For new instances it makes sense to have plain text environment variables.

However a long running modern production Jenkins instance might have autoscaling and a long lived config through jenkins config as code (JCasC).

Feature Request

For AppRole auth and other JCASC environment variables, supporting encrypted hudson.util.Secret strings is desirable.

This could be implemented in VaultSecretSource.getVariable() method.

samrocketman commented 3 years ago

Related to #170.

Better bootstrap of long running Jenkins instances is my line of thinking.

jetersen commented 3 years ago

Not sure how feasible this is without support coming from JCasC

https://github.com/jenkinsci/configuration-as-code-plugin/issues/1141

samrocketman commented 3 years ago

Does not require JCasC support

All of the code and implementation would exist in this repository.

Example implementation

hudson.util.Secret is a core Jenkins API. You could edit the following code.

https://github.com/jenkinsci/hashicorp-vault-plugin/blob/2e2760b322ee470e638437187616f46b0a89fadf/src/main/java/com/datapipe/jenkins/vault/jcasc/secrets/VaultSecretSource.java#L226-L228

Here's an example implementation which will probably work as intended. Generally, I recommend import hudson.util.Secret; but for brevity I skip that in the following example to reference it directly.

private Optional<String> getVariable(String key) { 
    Optional<String> value = Optional.ofNullable(prop.getProperty(key, System.getenv(key)));
    if(value != null) {
        value = Optional.ofNullable(hudson.util.Secret.fromString(value.toString()).getPlainText());
    }
    return value;
} 

The intent being you could set an environment variable like the following.
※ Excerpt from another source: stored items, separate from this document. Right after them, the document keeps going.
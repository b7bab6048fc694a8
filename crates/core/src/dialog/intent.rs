use std::collections::BTreeMap;

use serde::{Deserialize, Serialize};
use serde_json::Value;

/// Entity carrying the product chosen from a card.
pub const PRODUCT_NAME_ENTITY: &str = "productName";

#[derive(Clone, Debug, PartialEq, Eq, Serialize, Deserialize)]
#[serde(from = "String", into = "String")]
pub enum Intent {
    Greeting,
    Reset,
    Help,
    Find,
    Select,
    Reserve,
    Unrecognized(String),
}

impl Intent {
    pub fn parse(value: &str) -> Self {
        match value.trim().to_ascii_lowercase().as_str() {
            "greeting" => Self::Greeting,
            "reset" => Self::Reset,
            "help" => Self::Help,
            "find" => Self::Find,
            "select" => Self::Select,
            "reserve" => Self::Reserve,
            _ => Self::Unrecognized(value.trim().to_string()),
        }
    }

    pub fn as_str(&self) -> &str {
        match self {
            Self::Greeting => "Greeting",
            Self::Reset => "Reset",
            Self::Help => "Help",
            Self::Find => "Find",
            Self::Select => "Select",
            Self::Reserve => "Reserve",
            Self::Unrecognized(name) => name,
        }
    }
}

impl From<String> for Intent {
    fn from(value: String) -> Self {
        Self::parse(&value)
    }
}

impl From<Intent> for String {
    fn from(value: Intent) -> Self {
        value.as_str().to_string()
    }
}

/// Extracted entity values keyed by lower-cased entity name.
///
/// Accepts both flat lists (`{"colors": ["Red"]}`) and the list-of-lists shape
/// produced by list-entity recognizers (`{"Colors": [["Red"], ["Blue"]]}`), in
/// which case the first value of each inner list is taken. Blank strings,
/// empty inner lists and non-string values carry no value and are dropped.
#[derive(Clone, Debug, Default, PartialEq, Eq, Serialize, Deserialize)]
#[serde(from = "BTreeMap<String, Value>", into = "BTreeMap<String, Vec<String>>")]
pub struct Entities {
    values: BTreeMap<String, Vec<String>>,
}

impl Entities {
    pub fn new() -> Self {
        Self::default()
    }

    pub fn with(mut self, name: &str, values: &[&str]) -> Self {
        self.insert(name, values.iter().map(|value| value.to_string()).collect());
        self
    }

    pub fn insert(&mut self, name: &str, values: Vec<String>) {
        let values = values
            .into_iter()
            .map(|value| value.trim().to_string())
            .filter(|value| !value.is_empty())
            .collect::<Vec<_>>();
        if !values.is_empty() {
            self.values.entry(normalize_key(name)).or_default().extend(values);
        }
    }

    pub fn values(&self, name: &str) -> &[String] {
        self.values.get(&normalize_key(name)).map(Vec::as_slice).unwrap_or_default()
    }

    pub fn first(&self, name: &str) -> Option<&str> {
        self.values(name).first().map(String::as_str)
    }

    pub fn is_empty(&self) -> bool {
        self.values.is_empty()
    }
}

impl From<BTreeMap<String, Value>> for Entities {
    fn from(raw: BTreeMap<String, Value>) -> Self {
        let mut entities = Self::new();
        for (name, value) in raw {
            entities.insert(&name, flatten_entity_value(&value));
        }
        entities
    }
}

impl From<Entities> for BTreeMap<String, Vec<String>> {
    fn from(value: Entities) -> Self {
        value.values
    }
}

fn normalize_key(name: &str) -> String {
    name.trim().to_ascii_lowercase()
}

fn flatten_entity_value(value: &Value) -> Vec<String> {
    match value {
        Value::String(text) => vec![text.clone()],
        Value::Array(items) => items.iter().filter_map(first_string).collect(),
        _ => Vec::new(),
    }
}

fn first_string(item: &Value) -> Option<String> {
    match item {
        Value::String(text) => Some(text.clone()),
        Value::Array(inner) => inner.first().and_then(Value::as_str).map(str::to_string),
        _ => None,
    }
}

/// One recognized user turn as delivered by the language-understanding layer.
#[derive(Clone, Debug, PartialEq, Eq, Serialize, Deserialize)]
pub struct RecognizedTurn {
    pub intent: Intent,
    #[serde(default)]
    pub entities: Entities,
    #[serde(default)]
    pub text: String,
}

impl RecognizedTurn {
    pub fn new(intent: Intent) -> Self {
        Self { intent, entities: Entities::default(), text: String::new() }
    }

    pub fn with_entities(mut self, entities: Entities) -> Self {
        self.entities = entities;
        self
    }

    pub fn with_text(mut self, text: impl Into<String>) -> Self {
        self.text = text.into();
        self
    }
}

#[cfg(test)]
mod tests {
    use super::{Entities, Intent, RecognizedTurn};

    #[test]
    fn intents_parse_case_insensitively() {
        assert_eq!(Intent::parse("Find"), Intent::Find);
        assert_eq!(Intent::parse("RESERVE"), Intent::Reserve);
        assert_eq!(Intent::parse("None"), Intent::Unrecognized("None".to_string()));
    }

    #[test]
    fn nested_list_entities_take_first_inner_value() {
        let turn: RecognizedTurn = serde_json::from_str(
            r#"{"intent":"Find","entities":{"Gender":[["Mens"]],"Colors":[["Red"],["Blue","Navy"]]}}"#,
        )
        .expect("decode turn");

        assert_eq!(turn.intent, Intent::Find);
        assert_eq!(turn.entities.first("gender"), Some("Mens"));
        assert_eq!(turn.entities.values("colors"), ["Red", "Blue"]);
    }

    #[test]
    fn malformed_entities_are_treated_as_absent() {
        let turn: RecognizedTurn = serde_json::from_str(
            r#"{"intent":"Find","entities":{"Gender":[[]],"Colors":[],"Bands":null,"Scenes":[42, " "]}}"#,
        )
        .expect("decode turn");

        assert!(turn.entities.is_empty());
        assert_eq!(turn.entities.first("gender"), None);
    }

    #[test]
    fn flat_values_and_plain_strings_are_accepted() {
        let turn: RecognizedTurn = serde_json::from_str(
            r#"{"intent":"Select","entities":{"productName":"Irony_Big_Chief","bands":["Leather"]},"text":"Irony_Big_Chief"}"#,
        )
        .expect("decode turn");

        assert_eq!(turn.entities.first("ProductName"), Some("Irony_Big_Chief"));
        assert_eq!(turn.entities.values("Bands"), ["Leather"]);
        assert_eq!(turn.text, "Irony_Big_Chief");
    }

    #[test]
    fn builder_drops_blank_values() {
        let entities = Entities::new().with("Colors", &["Red", "", "  "]);
        assert_eq!(entities.values("colors"), ["Red"]);
        assert!(entities.values("bands").is_empty());
    }
}
use std::fmt;

use serde::{Deserialize, Serialize};

/// Named preference slots accumulated across `Find` turns.
#[derive(Clone, Copy, Debug, PartialEq, Eq, Hash, PartialOrd, Ord, Serialize, Deserialize)]
#[serde(rename_all = "snake_case")]
pub enum Slot {
    Gender,
    Colors,
    Bands,
    Impressions,
    Scenes,
}

impl Slot {
    pub const ALL: [Slot; 5] =
        [Slot::Gender, Slot::Colors, Slot::Bands, Slot::Impressions, Slot::Scenes];

    pub fn as_str(self) -> &'static str {
        match self {
            Self::Gender => "gender",
            Self::Colors => "colors",
            Self::Bands => "bands",
            Self::Impressions => "impressions",
            Self::Scenes => "scenes",
        }
    }

    pub fn parse(value: &str) -> Option<Self> {
        Self::ALL.into_iter().find(|slot| slot.as_str().eq_ignore_ascii_case(value.trim()))
    }
}

impl fmt::Display for Slot {
    fn fmt(&self, f: &mut fmt::Formatter<'_>) -> fmt::Result {
        f.write_str(self.as_str())
    }
}

/// Wearer category. Only these two values map to a catalog predicate; any other
/// token stored in the gender slot is kept but compiles to nothing.
#[derive(Clone, Copy, Debug, PartialEq, Eq, Serialize, Deserialize)]
pub enum Gender {
    Mens,
    Womens,
}

impl Gender {
    pub fn parse(value: &str) -> Option<Self> {
        match value.trim() {
            "Mens" => Some(Self::Mens),
            "Womens" => Some(Self::Womens),
            _ => None,
        }
    }

    pub fn as_str(self) -> &'static str {
        match self {
            Self::Mens => "Mens",
            Self::Womens => "Womens",
        }
    }
}
pub mod directive;
pub mod engine;
pub mod intent;
pub mod prompts;

pub use directive::{CardAction, ProductCard, ResponseDirective};
pub use engine::{DialogEngine, TurnOutcome};
pub use intent::{Entities, Intent, RecognizedTurn};
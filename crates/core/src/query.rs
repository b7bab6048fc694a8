//! Compiles accumulated preferences into a catalog search request.
//!
//! The categorical slots (gender, colors, bands) become a structured filter: an
//! AND over OR-groups, one group per populated slot, emitted in that fixed
//! order. Descriptive slots (impressions, scenes) become the free-text part of
//! the query. The filter renders to OData syntax for the hosted search index and
//! can also be evaluated directly against in-memory catalog entries.

use std::fmt;

use serde::{Deserialize, Serialize};

use crate::domain::slot::Gender;
use crate::preferences::PreferenceStore;

/// Free-text token meaning "no text constraint".
pub const MATCH_ALL: &str = "*";

/// Case width, in millimetres, separating the Mens and Womens ranges.
pub const CASE_WIDTH_THRESHOLD_MM: u32 = 34;

#[derive(Clone, Copy, Debug, PartialEq, Eq, Serialize, Deserialize)]
pub enum CatalogField {
    Color,
    StrapMaterial,
    ProductName,
}

impl CatalogField {
    pub fn index_name(self) -> &'static str {
        match self {
            Self::Color => "Color",
            Self::StrapMaterial => "StrapMaterial",
            Self::ProductName => "ProductName",
        }
    }
}

#[derive(Clone, Debug, PartialEq, Eq, Serialize, Deserialize)]
pub enum Predicate {
    CaseWidthAtLeast(u32),
    CaseWidthAtMost(u32),
    Equals { field: CatalogField, value: String },
}

impl Predicate {
    pub fn render(&self) -> String {
        match self {
            Self::CaseWidthAtLeast(mm) => format!("CaseDimensions/width ge {mm}"),
            Self::CaseWidthAtMost(mm) => format!("CaseDimensions/width le {mm}"),
            Self::Equals { field, value } => {
                format!("{} eq '{}'", field.index_name(), escape_literal(value))
            }
        }
    }
}

/// Disjunction of predicates over one slot.
#[derive(Clone, Debug, PartialEq, Eq, Serialize, Deserialize)]
pub struct FilterGroup {
    pub predicates: Vec<Predicate>,
}

impl FilterGroup {
    fn any_of(predicates: Vec<Predicate>) -> Option<Self> {
        (!predicates.is_empty()).then_some(Self { predicates })
    }

    pub fn render(&self) -> String {
        let terms = self.predicates.iter().map(Predicate::render).collect::<Vec<_>>();
        format!("({})", terms.join(" or "))
    }
}

/// Conjunction of OR-groups. No groups means the universal filter.
#[derive(Clone, Debug, Default, PartialEq, Eq, Serialize, Deserialize)]
pub struct FilterExpression {
    pub groups: Vec<FilterGroup>,
}

impl FilterExpression {
    pub fn universal() -> Self {
        Self::default()
    }

    pub fn is_universal(&self) -> bool {
        self.groups.is_empty()
    }

    /// Exact-equality lookup used to resolve a selected product.
    pub fn product_name(name: &str) -> Self {
        Self {
            groups: vec![FilterGroup {
                predicates: vec![Predicate::Equals {
                    field: CatalogField::ProductName,
                    value: name.to_string(),
                }],
            }],
        }
    }

    /// OData rendering; the universal filter renders as the empty string.
    pub fn render(&self) -> String {
        self.groups.iter().map(FilterGroup::render).collect::<Vec<_>>().join(" and ")
    }
}

impl fmt::Display for FilterExpression {
    fn fmt(&self, f: &mut fmt::Formatter<'_>) -> fmt::Result {
        f.write_str(&self.render())
    }
}

#[derive(Clone, Debug, PartialEq, Eq, Serialize, Deserialize)]
pub struct CompiledQuery {
    pub filter: FilterExpression,
    pub free_text: String,
}

impl CompiledQuery {
    pub fn product_lookup(name: &str) -> Self {
        Self { filter: FilterExpression::product_name(name), free_text: MATCH_ALL.to_string() }
    }

    pub fn is_match_all_text(&self) -> bool {
        self.free_text == MATCH_ALL
    }
}

#[derive(Clone, Copy, Debug, Default)]
pub struct QueryCompiler;

impl QueryCompiler {
    pub fn new() -> Self {
        Self
    }

    pub fn compile(&self, preferences: &PreferenceStore) -> CompiledQuery {
        CompiledQuery {
            filter: compile_filter(preferences),
            free_text: compile_free_text(preferences),
        }
    }
}

fn compile_filter(preferences: &PreferenceStore) -> FilterExpression {
    let gender_group = preferences
        .gender
        .as_deref()
        .and_then(Gender::parse)
        .map(|gender| match gender {
            Gender::Mens => Predicate::CaseWidthAtLeast(CASE_WIDTH_THRESHOLD_MM),
            Gender::Womens => Predicate::CaseWidthAtMost(CASE_WIDTH_THRESHOLD_MM),
        })
        .and_then(|predicate| FilterGroup::any_of(vec![predicate]));

    let groups = [
        gender_group,
        FilterGroup::any_of(equality_terms(CatalogField::Color, &preferences.colors)),
        FilterGroup::any_of(equality_terms(CatalogField::StrapMaterial, &preferences.bands)),
    ];

    FilterExpression { groups: groups.into_iter().flatten().collect() }
}

fn equality_terms(field: CatalogField, values: &[String]) -> Vec<Predicate> {
    values.iter().map(|value| Predicate::Equals { field, value: value.clone() }).collect()
}

fn compile_free_text(preferences: &PreferenceStore) -> String {
    let tokens = preferences
        .impressions
        .iter()
        .chain(preferences.scenes.iter())
        .map(String::as_str)
        .collect::<Vec<_>>();

    if tokens.is_empty() {
        MATCH_ALL.to_string()
    } else {
        tokens.join(" ")
    }
}

fn escape_literal(value: &str) -> String {
    value.replace('\'', "''")
}

#[cfg(test)]
mod tests {
    use super::{CompiledQuery, QueryCompiler, MATCH_ALL};
    use crate::preferences::PreferenceStore;

    fn store() -> PreferenceStore {
        PreferenceStore::default()
    }

    fn strings(values: &[&str]) -> Vec<String> {
        values.iter().map(|value| value.to_string()).collect()
    }

    #[test]
    fn empty_preferences_compile_to_universal_filter_and_wildcard() {
        let query = QueryCompiler::new().compile(&store());

        assert!(query.filter.is_universal());
        assert_eq!(query.filter.render(), "");
        assert_eq!(query.free_text, MATCH_ALL);
        assert!(query.is_match_all_text());
    }

    #[test]
    fn mens_and_two_colors_compile_to_width_and_color_group() {
        let preferences = PreferenceStore {
            gender: Some("Mens".to_string()),
            colors: strings(&["Red", "Blue"]),
            ..store()
        };

        let query = QueryCompiler::new().compile(&preferences);

        assert_eq!(
            query.filter.render(),
            "(CaseDimensions/width ge 34) and (Color eq 'Red' or Color eq 'Blue')"
        );
    }

    #[test]
    fn womens_uses_upper_bound_and_bands_follow_colors() {
        let preferences = PreferenceStore {
            gender: Some("Womens".to_string()),
            colors: strings(&["Black"]),
            bands: strings(&["Leather", "Silicone"]),
            ..store()
        };

        let rendered = QueryCompiler::new().compile(&preferences).filter.render();

        assert_eq!(
            rendered,
            "(CaseDimensions/width le 34) and (Color eq 'Black') and \
             (StrapMaterial eq 'Leather' or StrapMaterial eq 'Silicone')"
        );
    }

    #[test]
    fn unrecognized_gender_emits_no_clause() {
        let preferences = PreferenceStore {
            gender: Some("Kids".to_string()),
            bands: strings(&["Metal"]),
            ..store()
        };

        let query = QueryCompiler::new().compile(&preferences);

        assert_eq!(query.filter.groups.len(), 1);
        assert_eq!(query.filter.render(), "(StrapMaterial eq 'Metal')");
    }

    #[test]
    fn duplicate_values_produce_duplicate_terms() {
        let preferences = PreferenceStore { colors: strings(&["Red", "Red"]), ..store() };

        assert_eq!(
            QueryCompiler::new().compile(&preferences).filter.render(),
            "(Color eq 'Red' or Color eq 'Red')"
        );
    }

    #[test]
    fn free_text_joins_impressions_then_scenes() {
        let compiler = QueryCompiler::new();

        let single = PreferenceStore { impressions: strings(&["Elegant"]), ..store() };
        assert_eq!(compiler.compile(&single).free_text, "Elegant");

        let both = PreferenceStore {
            impressions: strings(&["Elegant", "Sporty"]),
            scenes: strings(&["Office"]),
            ..store()
        };
        assert_eq!(compiler.compile(&both).free_text, "Elegant Sporty Office");
    }

    #[test]
    fn literals_with_quotes_are_escaped() {
        let preferences = PreferenceStore { colors: strings(&["Rock'n'Roll"]), ..store() };

        assert_eq!(
            QueryCompiler::new().compile(&preferences).filter.render(),
            "(Color eq 'Rock''n''Roll')"
        );
    }

    #[test]
    fn compile_is_pure() {
        let preferences = PreferenceStore {
            gender: Some("Mens".to_string()),
            colors: strings(&["Black"]),
            impressions: strings(&["Casual"]),
            ..store()
        };
        let compiler = QueryCompiler::new();

        let first = compiler.compile(&preferences);
        let second = compiler.compile(&preferences);

        assert_eq!(first, second);
    }

    #[test]
    fn product_lookup_is_exact_name_filter() {
        let lookup = CompiledQuery::product_lookup("Irony Big Chief");

        assert_eq!(lookup.filter.render(), "(ProductName eq 'Irony Big Chief')");
        assert_eq!(lookup.free_text, MATCH_ALL);
    }
}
export CASC_VAULT_APPROLE='{ABC1234AAAAAQ1/JHKggxIlBcuVqegoa2AdyVaNvjWIFk430/vI4jEBM=}'
export CASC_VAULT_APPROLE_SECRET='{DEF5678AAAAAQ1/JHKggxIlBcuVqegoa2AdyVaNvjWIFk430/vI4jEBM=}'

This implementation would enable CASC_VAULT_FILE vault properties file to also support encrypted secrets in its file so you're not storing secrets as plain text on disk.

Reasoning

This is especially important in backups. I store the Jenkins secret keys ($JENKINS_HOME/secret*) separately from the Jenkins backup so that Jenkins backup config is secured (encrypted at rest).

In a long-lived production configuration, an admin could run hudson.util.Secret.fromString('plain text').getEncryptedValue() in the script console to get the desired encrypted string. This would be typical for a migration from an existing Jenkins instance to using JCasC.

samrocketman commented 3 years ago

How I would bootstrap new environments

I would have a $JENKINS_HOME/init.groov.d/init-jcasc.groovy initialization script which would do the following.

  1. In AWS, there would be an instance role to AWS Secrets manager granting read access as well as read access to an S3 bucket containing jenkins.yaml jcasc file for dev/staging/prod blue/green.
  2. If $JENKINS_HOME/vault-secretsource.properties file does not exist; create it pulling properties from AWS secrets manager.
  3. If $JENKINS_HOME/jenkins.yaml file does not exist; copy it from S3. (use SHA256 hashing to verify it is up to date or update it).
  4. Reload JCasC via Java APIs. I verified through code review that a configuration reload would re-intialize all Secret sources including VaultSecretSource.
samrocketman commented 3 years ago

What are your thoughts on my proposed solution? I could open a PR but I might need help with mocking/testing as that's an area where I'm weak.

I could compile it and run it on a live Jenkins instance manually to verify it works.